Morpheus on… Argos – A Tale Of Redemption

Okay, this one is for under-35 Brits. Watching a couple of recent standup concerts from England made this historian realize there’s a whole generation in The Old Country who do not understand the concept of Argos – or its latter day imitators. You see, the success of Argos is the Commercial World’s biggest FLUKE.

For its origins, we need to travel back over a CENTURY, to Victorian America (now THERE’S an oxymoron if I ever heard one) for it was then and there that a device called the Trading Stamp made it’s debut.

These days, most people are aware of “loyalty cards” and the fact that they tie you to ONE shop or chain of shops. But trading stamps had no such limitation. ANY shop that displayed the logo of the stamp company issued them. Collect enough and you got STUFF for them.

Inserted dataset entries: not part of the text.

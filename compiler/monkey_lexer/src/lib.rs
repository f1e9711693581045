//! Lexer for Monkey using logos.
//!
//! Produces a `Vec<Token>` that always ends with a single `Eof` token.
//! Unrecognized input is not fatal: it becomes an `Illegal` token and the
//! parser turns it into an ordinary parse error.

mod token;

use logos::Logos;
use monkey_ir::Span;

pub use token::{Token, TokenKind};

/// Raw token from logos (before conversion).
#[derive(Logos, Debug, Clone, Copy, PartialEq)]
#[logos(skip r"[ \t\r\n\f]+")]
enum RawToken {
    // Keywords
    #[token("fn")]
    Function,
    #[token("let")]
    Let,
    #[token("true")]
    True,
    #[token("false")]
    False,
    #[token("if")]
    If,
    #[token("else")]
    Else,
    #[token("return")]
    Return,
    #[token("macro")]
    Macro,

    // Operators
    #[token("==")]
    Eq,
    #[token("=")]
    Assign,
    #[token("!=")]
    NotEq,
    #[token("!")]
    Bang,
    #[token("+")]
    Plus,
    #[token("-")]
    Minus,
    #[token("*")]
    Asterisk,
    #[token("/")]
    Slash,
    #[token("<")]
    Lt,
    #[token(">")]
    Gt,

    // Delimiters
    #[token(",")]
    Comma,
    #[token(";")]
    Semicolon,
    #[token(":")]
    Colon,
    #[token("(")]
    LParen,
    #[token(")")]
    RParen,
    #[token("{")]
    LBrace,
    #[token("}")]
    RBrace,
    #[token("[")]
    LBracket,
    #[token("]")]
    RBracket,

    // Literals
    #[regex(r"[0-9]+")]
    Int,
    #[regex(r#""[^"]*""#)]
    String,
    #[regex(r"[a-zA-Z_][a-zA-Z0-9_]*")]
    Ident,
}

/// Lex source code into a token vector.
pub fn lex(source: &str) -> Vec<Token> {
    let mut tokens = Vec::new();
    let mut logos = RawToken::lexer(source);

    while let Some(token_result) = logos.next() {
        let span = Span::from_range(logos.span());
        let slice = logos.slice();
        let kind = match token_result {
            Ok(raw) => convert_token(raw, slice),
            Err(()) => TokenKind::Illegal(slice.to_string()),
        };
        tokens.push(Token::new(kind, span));
    }

    let eof = Span::from_range(source.len()..source.len());
    tokens.push(Token::new(TokenKind::Eof, eof));
    tokens
}

fn convert_token(raw: RawToken, slice: &str) -> TokenKind {
    match raw {
        RawToken::Function => TokenKind::Function,
        RawToken::Let => TokenKind::Let,
        RawToken::True => TokenKind::True,
        RawToken::False => TokenKind::False,
        RawToken::If => TokenKind::If,
        RawToken::Else => TokenKind::Else,
        RawToken::Return => TokenKind::Return,
        RawToken::Macro => TokenKind::Macro,
        RawToken::Eq => TokenKind::Eq,
        RawToken::Assign => TokenKind::Assign,
        RawToken::NotEq => TokenKind::NotEq,
        RawToken::Bang => TokenKind::Bang,
        RawToken::Plus => TokenKind::Plus,
        RawToken::Minus => TokenKind::Minus,
        RawToken::Asterisk => TokenKind::Asterisk,
        RawToken::Slash => TokenKind::Slash,
        RawToken::Lt => TokenKind::Lt,
        RawToken::Gt => TokenKind::Gt,
        RawToken::Comma => TokenKind::Comma,
        RawToken::Semicolon => TokenKind::Semicolon,
        RawToken::Colon => TokenKind::Colon,
        RawToken::LParen => TokenKind::LParen,
        RawToken::RParen => TokenKind::RParen,
        RawToken::LBrace => TokenKind::LBrace,
        RawToken::RBrace => TokenKind::RBrace,
        RawToken::LBracket => TokenKind::LBracket,
        RawToken::RBracket => TokenKind::RBracket,
        RawToken::Int => match slice.parse::<i64>() {
            Ok(value) => TokenKind::Int(value),
            Err(_) => TokenKind::IntOverflow(slice.to_string()),
        },
        // Regex guarantees the surrounding quotes.
        RawToken::String => TokenKind::String(slice[1..slice.len() - 1].to_string()),
        RawToken::Ident => TokenKind::Ident(slice.to_string()),
    }
}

And one of the first was a company called S & H Green Stamps. But we don’t care about them, so let’s travel forward to 1958. A British entrepreneur named Richard Tompkins was travelling across The States and observed this phenomenon – and since Britain was now beginning to recover from the financial constrictions of WW2, he decided the time was ripe to introduce the experience to its citizens.

He called his products Green Shield Stamps. The way they worked was he bought stuff, put it into a catalogue, then sent reps round to shops – ANY shops – who would buy the stamps, the books to stick them in and window stickers to advertise the fact they issued them. Then they undertook to GIVE the stamps away with their goods, while Green Shield undertook to redeem them.

For the shops, it represented a small drop in profits. But in exchange for increased turnover, it made good business sense. “Do you give stamps? No? I’ll go elsewhere.” Thus it was that before long, not wishing to be outdone by their competition, EVERYONE gave stamps. Food shops, petrol stations, tobacconists (remember them?) chemists, hookers, EVERYONE.

Even S & H Green Stamps belatedly hopped across The Pond and set up a rival concern. But since Dick had called HIS outfit GREEN Shield, they had to change their name. So in a blinding flash of inspiration, they renamed THEIR products (just for the British market) S & H PINK Stamps. The War Of The Colours was ON – but having established themselves first, Green won.

However, what goes up must come down. In the early Seventies, Britain suffered a major recession and companies were getting TIRED of issuing interminable stamps – and now that everybody gave them, the playing field was level, the advantage gone. But to KEEP it level, they had to dream up a worthwhile REPLACEMENT. Enter: loyalty cards. A bonus – AND a way of monitoring customers.

Which meant Green Shield’s bubble had burst. So Dick did what all business- men do when their business is falling apart. He went on holiday. To Greece, in fact. Specifically, to a city called – you guessed it – ARGOS. It was then that he had a Silly Idea.

The thing was, the major part of his business were the many hundreds of “Redemption Centres” where people would come with their books of stamps to swop them for the STUFF. But when setting up the concern, Dick had realised that giving people more of the same goods they had been buying to OBTAIN the stamps in the first place would seem like nothing more than a piffling DISCOUNT – which of course is what it was.

And so he’d come up with the idea of filling his redemption centres with little “luxuries”. Gifts to oneself – or others. Thus the redemption centres had become treasure troves of slightly luxurious GOODIES. The sorts of things one wouldn’t normally buy as everyday items. Dick had unintentionally cornered a market. The then-rare, but now-common, Gift Shop.

Also, the redemption centres were unlike normal shops. Since it was easier to warehouse goods and just display one of each item, he had come up with the idea of The Catalogue. You came in with your books, looked through one of the by-now ENORMOUS catalogues of Delights, selected your delight, filled in a little slip with its Number, took it to the counter where a school-leaver would shuffle off through The Doorway To A Place Of Enchantment to find it – and sit expectantly.

So Dick figured since he had cornered this market and peculiar style of shopping, why not just carry on with it, using CASH? Sure, he’d continue to honour the stamps, for as long as they kept coming – and even accept part-cash, part-stamps. They wouldn’t last long. One of the perks of his business was the amount of stamps that got lost or just thrown away by those who disliked the taste of the gum or couldn’t be arsed sticking them in the books (and another was that his redemption centres were shoplifter-proof).

Silly idea? Maybe. But it WORKED!

Having got used to the kind of goodies Dick purveyed and the odd way they were delivered to them, the customers kept on coming. All Dick had to do was change the sign over the door…



                                                                        …and teach the school-leavers how to make change. Simple. And thirty-five years on, Argos prevails.

So if YOU wondered how these big shops, with their eccentric wares and bizarre method of retailing came to be – wonder no longer. I’ve given you their history which I know to be true, because as an ex-Brit of fifty-five summers, I was THERE!